Google declined to confirm with eWEEK talks of any deal with Yelp, which provides local business reviews. Yelp could provide a large well of user data and advertising specialists for Google to leverage in its bid to improve local business offerings versus Microsoft Bing and Yahoo.
Sources told Miller Yelp was being courted by another vendor willing to pay $750 million, or 50 percent more than Google would pay. However, Miller also noted that Yelp does not want to sell to any other company for more money because it wants to join a company that it believes is the right fit. That company was Google.
If that’s truly the position Yelp had, it didn’t come off as such to Google. Helft wrote that after the two sides tentatively agreed on a deal, Yelp came back to Google saying it had received a higher offer from another party.
AllThingsDigital said it wasn’t Microsoft, which seemed shocked by Google’s bold bid. Perhaps the suitors are Yahoo or freshly content-oriented AOL?
Trying to consider the larger offer could have been what drove a wedge between the companies. That and the fact that Helft said Google believed Yelp leaked word of the talks to the press.
All of this is gamesmanship (or brinksmanship, in business parlance) to try and get a better price from a prospective buyer. Sometimes this backfires, Anthony Alfonso, an M&A expert with Trenwith Valuation, told Miller. He also said Yelp is probably posturing and does not have a better offer.
Though both Miller and Helft said a deal between Google and Yahoo is not out of question in the future, the smart money is on the idea that Google called Yelp’s bluff and walked away. Google has acquired dozens of companies in 11 years; it knows how to negotiate. After buying only two companies in 2008, Google has acquired six very different specialists since August.

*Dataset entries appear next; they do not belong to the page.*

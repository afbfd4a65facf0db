// Licensed to the Apache Software Foundation (ASF) under one
// or more contributor license agreements.  See the NOTICE file
// distributed with this work for additional information
// regarding copyright ownership.  The ASF licenses this file
// to you under the Apache License, Version 2.0 (the
// "License"); you may not use this file except in compliance
// with the License.  You may obtain a copy of the License at
//
//   http://www.apache.org/licenses/LICENSE-2.0
//
// Unless required by applicable law or agreed to in writing,
// software distributed under the License is distributed on an
// "AS IS" BASIS, WITHOUT WARRANTIES OR CONDITIONS OF ANY
// KIND, either express or implied.  See the License for the
// specific language governing permissions and limitations
// under the License.

use crate::error::Error;

/// Retained items sorted by value with cumulative weights.
#[derive(Debug, Clone)]
pub(crate) struct SortedView {
    entries: Vec<Entry>,
    total_weight: u64,
}

#[derive(Debug, Clone, Copy)]
struct Entry {
    item: f64,
    // cumulative once the view is built
    weight: u64,
}

impl SortedView {
    pub fn new(levels: &[Vec<f64>]) -> Self {
        let mut entries: Vec<Entry> = levels
            .iter()
            .enumerate()
            .flat_map(|(level, items)| {
                items.iter().map(move |&item| Entry {
                    item,
                    weight: 1u64 << level,
                })
            })
            .collect();
        entries.sort_by(|a, b| a.item.total_cmp(&b.item));

        let mut total_weight = 0u64;
        for entry in &mut entries {
            total_weight += entry.weight;
            entry.weight = total_weight;
        }
        Self {
            entries,
            total_weight,
        }
    }

    pub fn rank(&self, item: f64, inclusive: bool) -> f64 {
        let idx = if inclusive {
            self.entries.partition_point(|e| e.item <= item)
        } else {
            self.entries.partition_point(|e| e.item < item)
        };
        if idx == 0 {
            return 0.0;
        }
        self.entries[idx - 1].weight as f64 / self.total_weight as f64
    }

    pub fn quantile(&self, rank: f64, inclusive: bool) -> f64 {
        let scaled = rank * self.total_weight as f64;
        let idx = if inclusive {
            let weight = scaled.ceil() as u64;
            self.entries.partition_point(|e| e.weight < weight)
        } else {
            let weight = scaled as u64;
            self.entries.partition_point(|e| e.weight <= weight)
        };
        let idx = idx.min(self.entries.len() - 1);
        self.entries[idx].item
    }

    pub fn cdf(&self, split_points: &[f64], inclusive: bool) -> Result<Vec<f64>, Error> {
        check_split_points(split_points)?;
        let mut ranks: Vec<f64> = split_points
            .iter()
            .map(|&item| self.rank(item, inclusive))
            .collect();
        ranks.push(1.0);
        Ok(ranks)
    }

    pub fn pmf(&self, split_points: &[f64], inclusive: bool) -> Result<Vec<f64>, Error> {
        let mut buckets = self.cdf(split_points, inclusive)?;
        for i in (1..buckets.len()).rev() {
            buckets[i] -= buckets[i - 1];
        }
        Ok(buckets)
    }
}

fn check_split_points(split_points: &[f64]) -> Result<(), Error> {
    if split_points.iter().any(|v| v.is_nan()) {
        return Err(Error::invalid_argument(
            "split points must not contain NaN values",
        ));
    }
    if split_points.windows(2).any(|w| w[0] >= w[1]) {
        return Err(Error::invalid_argument(
            "split points must be unique and monotonically increasing",
        ));
    }
    Ok(())
}

#[cfg(test)]
mod tests {
    use super::*;

    #[test]
    fn test_weighted_ranks() {
        // level 0 items weigh 1, level 1 items weigh 2
        let view = SortedView::new(&[vec![1.0, 3.0], vec![2.0]]);
        assert_eq!(view.total_weight, 4);
        assert_eq!(view.rank(0.5, true), 0.0);
        assert_eq!(view.rank(1.0, true), 0.25);
        assert_eq!(view.rank(1.0, false), 0.0);
        assert_eq!(view.rank(2.0, true), 0.75);
        assert_eq!(view.rank(10.0, true), 1.0);
    }

    #[test]
    fn test_quantile_endpoints() {
        let view = SortedView::new(&[vec![5.0, 1.0, 3.0]]);
        assert_eq!(view.quantile(0.0, true), 1.0);
        assert_eq!(view.quantile(0.5, true), 3.0);
        assert_eq!(view.quantile(1.0, true), 5.0);
        assert_eq!(view.quantile(1.0, false), 5.0);
    }

    #[test]
    fn test_pmf_sums_to_one() {
        let view = SortedView::new(&[vec![1.0, 2.0, 3.0, 4.0]]);
        let pmf = view.pmf(&[2.5], true).unwrap();
        assert_eq!(pmf, vec![0.5, 0.5]);
        assert!(view.pmf(&[3.0, 1.0], true).is_err());
        assert!(view.cdf(&[f64::NAN], true).is_err());
    }
}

They are: video compression software maker On2 Technologies, Website ID provider ReCaptcha, mobile display ad power Admob, softphone maker Gizmo5, ad provider Teracent, and real-time document management specialist AppJet.

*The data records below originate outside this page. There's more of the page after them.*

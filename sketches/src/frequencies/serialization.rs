// Licensed to the Apache Software Foundation (ASF) under one
// or more contributor license agreements.  See the NOTICE file
// distributed with this work for additional information
// regarding copyright ownership.  The ASF licenses this file
// to you under the Apache License, Version 2.0 (the
// "License"); you may not use this file except in compliance
// with the License.  You may obtain a copy of the License at
//
//   http://www.apache.org/licenses/LICENSE-2.0
//
// Unless required by applicable law or agreed to in writing,
// software distributed under the License is distributed on an
// "AS IS" BASIS, WITHOUT WARRANTIES OR CONDITIONS OF ANY
// KIND, either express or implied.  See the License for the
// specific language governing permissions and limitations
// under the License.

//! Binary layout of a serialized [`FrequentItemsSketch`](super::FrequentItemsSketch).
//!
//! ```text
//! byte 0      preamble longs (1 empty, 4 otherwise)
//! byte 1      serial version
//! byte 2      family id (10)
//! byte 3      lg max map size
//! byte 4      lg current map size
//! byte 5      flags
//! bytes 6-7   unused
//! bytes 8-11  number of active items
//! bytes 12-15 unused
//! bytes 16-23 stream weight (i64)
//! bytes 24-31 offset (i64)
//! bytes 32-   counts (i64 each), then the items, both in ascending item order
//! ```

pub(super) const SERIAL_VERSION: u8 = 1;

pub(super) const PREAMBLE_LONGS_EMPTY: u8 = 1;
pub(super) const PREAMBLE_LONGS_NONEMPTY: u8 = 4;

pub(super) const EMPTY_FLAG_MASK: u8 = 5;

Regardless of the veracity of this, he said, she said M&A tale, M&A is on the rise toward the end of 2009, according to researchers at the 451 Group.
“Overall, M&A spending in the back half of the year is running 50 percent higher than the combined spending in the first two quarters,” wrote the 451 analyst Brenon Daly. “That has been driven by a number of large transactions announced since last summer that probably would have been inconceivable in the winter.”
Google didn’t have a hand in any of those blockbusters, but who did? Xerox moved on Affiliated Computer Services and Dell grabbed Perot Systems. Cisco Systems set its sights on Tandberg, IBM nabbed SPSS and HP grabbed 3Com, to name a handful.
Expect Google to renew talks with Yelp in 2010, if not sooner. However, if the deal doesn’t get done this week, it may not get done until January.
With Christmas coming Friday, many U.S. businesses are closing shop early this week. While news never takes a vacation, reporters do; Google wouldn’t want to miss out on the deluge of positive press over this master search and ad stroke versus Microsoft and Yahoo.